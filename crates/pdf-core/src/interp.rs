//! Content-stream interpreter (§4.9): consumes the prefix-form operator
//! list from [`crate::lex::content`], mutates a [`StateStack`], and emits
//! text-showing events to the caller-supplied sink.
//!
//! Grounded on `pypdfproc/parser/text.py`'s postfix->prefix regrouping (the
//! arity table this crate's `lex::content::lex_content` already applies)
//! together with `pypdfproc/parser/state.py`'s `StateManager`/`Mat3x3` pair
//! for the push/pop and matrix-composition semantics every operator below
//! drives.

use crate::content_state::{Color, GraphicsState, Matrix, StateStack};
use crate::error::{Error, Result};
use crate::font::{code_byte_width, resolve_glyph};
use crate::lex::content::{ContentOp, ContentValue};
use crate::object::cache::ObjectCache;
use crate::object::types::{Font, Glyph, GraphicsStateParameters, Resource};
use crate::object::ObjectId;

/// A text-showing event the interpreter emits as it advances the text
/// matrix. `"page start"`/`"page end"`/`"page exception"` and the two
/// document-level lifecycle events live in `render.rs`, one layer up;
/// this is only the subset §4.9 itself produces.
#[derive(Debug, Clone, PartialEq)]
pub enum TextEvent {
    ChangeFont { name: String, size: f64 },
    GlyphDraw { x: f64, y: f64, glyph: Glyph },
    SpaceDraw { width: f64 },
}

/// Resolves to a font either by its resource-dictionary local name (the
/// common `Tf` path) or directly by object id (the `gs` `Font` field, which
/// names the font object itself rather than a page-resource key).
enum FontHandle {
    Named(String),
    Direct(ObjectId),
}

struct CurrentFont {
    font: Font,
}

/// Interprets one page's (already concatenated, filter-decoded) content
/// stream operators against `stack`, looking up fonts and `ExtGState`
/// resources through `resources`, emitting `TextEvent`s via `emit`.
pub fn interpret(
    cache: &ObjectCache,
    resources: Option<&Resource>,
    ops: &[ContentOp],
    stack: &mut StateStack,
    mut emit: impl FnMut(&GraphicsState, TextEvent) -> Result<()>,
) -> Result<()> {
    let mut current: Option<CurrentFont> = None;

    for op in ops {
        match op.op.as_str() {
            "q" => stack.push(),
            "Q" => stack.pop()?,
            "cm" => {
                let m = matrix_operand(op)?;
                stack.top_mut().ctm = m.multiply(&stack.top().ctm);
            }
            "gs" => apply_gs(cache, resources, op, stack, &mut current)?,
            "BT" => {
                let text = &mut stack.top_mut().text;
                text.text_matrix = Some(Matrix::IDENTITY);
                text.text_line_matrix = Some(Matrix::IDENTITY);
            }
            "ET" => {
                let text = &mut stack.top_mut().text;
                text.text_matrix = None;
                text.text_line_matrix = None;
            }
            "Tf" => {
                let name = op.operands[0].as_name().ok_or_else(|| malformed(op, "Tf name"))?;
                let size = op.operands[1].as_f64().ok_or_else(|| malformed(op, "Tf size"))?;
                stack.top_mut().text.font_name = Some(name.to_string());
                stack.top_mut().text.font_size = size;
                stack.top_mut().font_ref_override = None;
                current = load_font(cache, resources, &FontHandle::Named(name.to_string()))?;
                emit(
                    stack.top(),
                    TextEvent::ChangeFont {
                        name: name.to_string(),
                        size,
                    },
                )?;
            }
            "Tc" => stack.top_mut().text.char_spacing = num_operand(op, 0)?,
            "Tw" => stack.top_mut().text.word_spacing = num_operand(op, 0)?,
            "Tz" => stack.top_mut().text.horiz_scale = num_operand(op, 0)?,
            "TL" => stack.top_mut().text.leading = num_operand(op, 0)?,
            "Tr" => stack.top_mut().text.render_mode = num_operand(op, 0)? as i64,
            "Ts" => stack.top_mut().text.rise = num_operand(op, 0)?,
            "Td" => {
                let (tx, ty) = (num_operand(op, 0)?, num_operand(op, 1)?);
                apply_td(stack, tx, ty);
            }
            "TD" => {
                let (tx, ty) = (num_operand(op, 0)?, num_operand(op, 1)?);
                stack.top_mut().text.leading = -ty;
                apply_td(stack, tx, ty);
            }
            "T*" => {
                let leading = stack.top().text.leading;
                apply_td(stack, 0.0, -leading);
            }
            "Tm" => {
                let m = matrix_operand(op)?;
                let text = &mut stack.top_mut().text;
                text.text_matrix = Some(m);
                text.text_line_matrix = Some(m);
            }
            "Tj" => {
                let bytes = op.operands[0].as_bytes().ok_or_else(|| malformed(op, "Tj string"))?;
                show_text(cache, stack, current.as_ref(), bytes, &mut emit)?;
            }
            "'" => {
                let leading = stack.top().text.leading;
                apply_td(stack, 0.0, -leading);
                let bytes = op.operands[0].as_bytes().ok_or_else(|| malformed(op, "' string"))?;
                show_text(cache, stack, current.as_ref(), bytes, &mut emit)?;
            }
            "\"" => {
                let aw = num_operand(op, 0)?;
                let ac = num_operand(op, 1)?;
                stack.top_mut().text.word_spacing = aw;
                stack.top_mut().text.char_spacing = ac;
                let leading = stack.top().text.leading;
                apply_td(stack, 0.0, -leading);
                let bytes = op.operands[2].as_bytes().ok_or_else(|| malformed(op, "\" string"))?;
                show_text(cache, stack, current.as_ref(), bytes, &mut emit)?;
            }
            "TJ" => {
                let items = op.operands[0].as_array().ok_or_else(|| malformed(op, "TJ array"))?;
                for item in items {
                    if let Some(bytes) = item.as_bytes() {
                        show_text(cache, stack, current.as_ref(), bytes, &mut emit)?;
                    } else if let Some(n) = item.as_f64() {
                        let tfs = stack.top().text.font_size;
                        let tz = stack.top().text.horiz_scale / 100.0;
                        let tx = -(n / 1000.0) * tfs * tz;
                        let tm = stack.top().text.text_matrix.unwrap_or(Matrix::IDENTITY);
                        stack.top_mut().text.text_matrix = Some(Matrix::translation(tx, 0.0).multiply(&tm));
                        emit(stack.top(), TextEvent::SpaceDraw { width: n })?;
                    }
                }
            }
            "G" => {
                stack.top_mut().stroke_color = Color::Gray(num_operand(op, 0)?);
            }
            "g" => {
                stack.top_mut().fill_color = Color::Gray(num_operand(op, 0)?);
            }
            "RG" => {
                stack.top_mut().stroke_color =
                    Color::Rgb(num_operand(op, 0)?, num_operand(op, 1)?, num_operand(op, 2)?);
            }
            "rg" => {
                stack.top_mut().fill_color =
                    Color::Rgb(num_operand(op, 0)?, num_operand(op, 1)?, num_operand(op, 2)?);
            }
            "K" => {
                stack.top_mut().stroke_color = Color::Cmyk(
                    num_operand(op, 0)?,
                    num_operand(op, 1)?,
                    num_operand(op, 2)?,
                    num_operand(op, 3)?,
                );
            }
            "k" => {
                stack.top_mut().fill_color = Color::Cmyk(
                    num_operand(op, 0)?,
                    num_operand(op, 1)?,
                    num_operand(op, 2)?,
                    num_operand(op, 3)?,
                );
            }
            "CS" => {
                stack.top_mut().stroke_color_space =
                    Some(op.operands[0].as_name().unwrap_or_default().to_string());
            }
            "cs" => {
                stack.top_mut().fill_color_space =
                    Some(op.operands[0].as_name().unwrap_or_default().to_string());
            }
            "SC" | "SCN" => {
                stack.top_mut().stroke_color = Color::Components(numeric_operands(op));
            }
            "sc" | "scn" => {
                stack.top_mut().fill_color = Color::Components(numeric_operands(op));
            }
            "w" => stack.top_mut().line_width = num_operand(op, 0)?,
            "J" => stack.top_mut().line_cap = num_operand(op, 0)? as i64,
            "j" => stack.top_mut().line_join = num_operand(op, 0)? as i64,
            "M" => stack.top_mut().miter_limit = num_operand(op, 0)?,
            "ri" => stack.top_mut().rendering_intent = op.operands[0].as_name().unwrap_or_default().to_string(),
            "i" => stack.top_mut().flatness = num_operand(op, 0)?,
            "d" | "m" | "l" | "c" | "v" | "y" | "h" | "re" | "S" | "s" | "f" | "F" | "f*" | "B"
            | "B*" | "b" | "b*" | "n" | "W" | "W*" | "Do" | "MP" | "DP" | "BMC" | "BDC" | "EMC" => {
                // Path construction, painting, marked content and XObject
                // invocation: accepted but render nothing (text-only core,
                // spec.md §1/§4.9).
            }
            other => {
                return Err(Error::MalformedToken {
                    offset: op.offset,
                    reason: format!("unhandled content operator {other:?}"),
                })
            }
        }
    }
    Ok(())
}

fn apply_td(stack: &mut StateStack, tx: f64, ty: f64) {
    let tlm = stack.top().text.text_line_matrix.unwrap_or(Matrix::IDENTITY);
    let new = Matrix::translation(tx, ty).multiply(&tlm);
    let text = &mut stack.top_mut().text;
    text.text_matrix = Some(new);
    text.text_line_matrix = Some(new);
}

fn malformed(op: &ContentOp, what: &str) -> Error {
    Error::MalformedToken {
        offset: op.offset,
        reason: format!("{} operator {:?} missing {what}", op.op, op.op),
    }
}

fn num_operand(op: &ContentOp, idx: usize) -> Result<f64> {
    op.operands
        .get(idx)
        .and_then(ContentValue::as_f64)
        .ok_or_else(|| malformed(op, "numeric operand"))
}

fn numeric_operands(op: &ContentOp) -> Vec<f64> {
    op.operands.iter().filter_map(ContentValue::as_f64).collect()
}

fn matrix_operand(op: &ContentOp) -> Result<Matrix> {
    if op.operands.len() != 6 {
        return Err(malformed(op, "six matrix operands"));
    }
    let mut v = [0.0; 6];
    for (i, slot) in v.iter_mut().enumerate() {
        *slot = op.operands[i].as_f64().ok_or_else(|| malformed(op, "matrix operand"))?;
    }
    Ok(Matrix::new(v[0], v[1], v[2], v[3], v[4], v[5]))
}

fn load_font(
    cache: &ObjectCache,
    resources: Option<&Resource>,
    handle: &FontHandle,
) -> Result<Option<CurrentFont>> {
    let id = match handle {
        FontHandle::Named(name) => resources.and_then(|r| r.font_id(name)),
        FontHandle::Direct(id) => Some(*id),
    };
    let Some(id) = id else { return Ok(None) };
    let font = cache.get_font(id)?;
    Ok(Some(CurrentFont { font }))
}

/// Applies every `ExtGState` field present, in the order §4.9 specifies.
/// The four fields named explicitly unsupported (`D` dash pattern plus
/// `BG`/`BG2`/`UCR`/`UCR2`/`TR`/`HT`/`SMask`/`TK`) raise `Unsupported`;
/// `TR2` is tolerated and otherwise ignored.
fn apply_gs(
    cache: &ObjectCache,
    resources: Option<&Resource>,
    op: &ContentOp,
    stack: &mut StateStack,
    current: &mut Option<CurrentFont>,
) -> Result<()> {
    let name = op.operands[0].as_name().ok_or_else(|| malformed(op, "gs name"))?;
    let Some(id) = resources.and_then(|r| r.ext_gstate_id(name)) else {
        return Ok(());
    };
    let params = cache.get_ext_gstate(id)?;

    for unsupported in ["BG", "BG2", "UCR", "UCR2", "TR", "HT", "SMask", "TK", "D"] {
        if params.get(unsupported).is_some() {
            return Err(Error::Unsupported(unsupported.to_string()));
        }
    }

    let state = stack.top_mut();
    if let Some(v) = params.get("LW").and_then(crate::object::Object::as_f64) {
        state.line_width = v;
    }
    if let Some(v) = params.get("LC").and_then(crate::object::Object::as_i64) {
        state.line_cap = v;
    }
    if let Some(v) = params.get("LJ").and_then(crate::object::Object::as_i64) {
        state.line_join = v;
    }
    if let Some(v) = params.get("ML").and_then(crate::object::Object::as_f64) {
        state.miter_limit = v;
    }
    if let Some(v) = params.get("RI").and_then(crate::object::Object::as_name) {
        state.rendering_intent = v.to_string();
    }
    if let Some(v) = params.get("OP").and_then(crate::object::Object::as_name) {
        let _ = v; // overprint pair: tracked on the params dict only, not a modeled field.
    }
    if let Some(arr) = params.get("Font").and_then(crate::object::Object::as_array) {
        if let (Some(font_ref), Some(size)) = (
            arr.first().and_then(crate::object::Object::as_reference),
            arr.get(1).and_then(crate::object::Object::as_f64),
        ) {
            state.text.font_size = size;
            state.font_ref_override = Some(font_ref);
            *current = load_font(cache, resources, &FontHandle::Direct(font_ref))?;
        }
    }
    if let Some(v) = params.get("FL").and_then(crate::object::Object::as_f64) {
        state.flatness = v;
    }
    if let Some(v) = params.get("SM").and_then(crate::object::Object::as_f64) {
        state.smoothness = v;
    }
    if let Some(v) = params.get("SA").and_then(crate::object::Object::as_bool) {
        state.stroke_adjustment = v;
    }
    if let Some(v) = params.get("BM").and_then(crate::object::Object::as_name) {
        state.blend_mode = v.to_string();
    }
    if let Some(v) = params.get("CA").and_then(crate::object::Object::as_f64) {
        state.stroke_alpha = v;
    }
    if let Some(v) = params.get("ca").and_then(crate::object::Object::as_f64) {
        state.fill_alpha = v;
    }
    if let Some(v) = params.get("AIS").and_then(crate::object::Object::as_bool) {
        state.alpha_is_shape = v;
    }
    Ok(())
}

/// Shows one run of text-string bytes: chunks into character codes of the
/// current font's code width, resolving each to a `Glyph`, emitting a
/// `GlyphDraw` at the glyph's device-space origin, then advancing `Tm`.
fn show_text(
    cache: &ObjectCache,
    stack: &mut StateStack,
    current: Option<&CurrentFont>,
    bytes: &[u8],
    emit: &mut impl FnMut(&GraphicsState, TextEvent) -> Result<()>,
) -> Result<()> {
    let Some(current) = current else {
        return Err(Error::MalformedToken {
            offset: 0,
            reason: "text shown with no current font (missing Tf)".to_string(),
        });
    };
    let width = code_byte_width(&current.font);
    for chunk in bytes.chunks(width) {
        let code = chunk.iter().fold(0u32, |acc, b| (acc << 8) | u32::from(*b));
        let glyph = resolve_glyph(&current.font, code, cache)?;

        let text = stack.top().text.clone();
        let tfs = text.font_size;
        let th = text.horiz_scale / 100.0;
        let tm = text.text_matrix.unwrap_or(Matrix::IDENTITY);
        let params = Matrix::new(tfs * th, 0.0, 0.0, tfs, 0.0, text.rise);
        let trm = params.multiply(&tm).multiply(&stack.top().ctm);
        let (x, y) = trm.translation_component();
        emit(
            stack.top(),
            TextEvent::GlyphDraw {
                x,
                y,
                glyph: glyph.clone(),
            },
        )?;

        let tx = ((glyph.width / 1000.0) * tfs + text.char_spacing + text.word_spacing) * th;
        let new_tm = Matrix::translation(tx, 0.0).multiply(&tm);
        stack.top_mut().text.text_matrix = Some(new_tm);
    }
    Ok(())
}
* * * * * * * * *
▶ Assigned task
Look through the entries above; find each line with the word "already" and copy it.

▶ Answer box
//! arity table this crate's `lex::content::lex_content` already applies)
/// Interprets one page's (already concatenated, filter-decoded) content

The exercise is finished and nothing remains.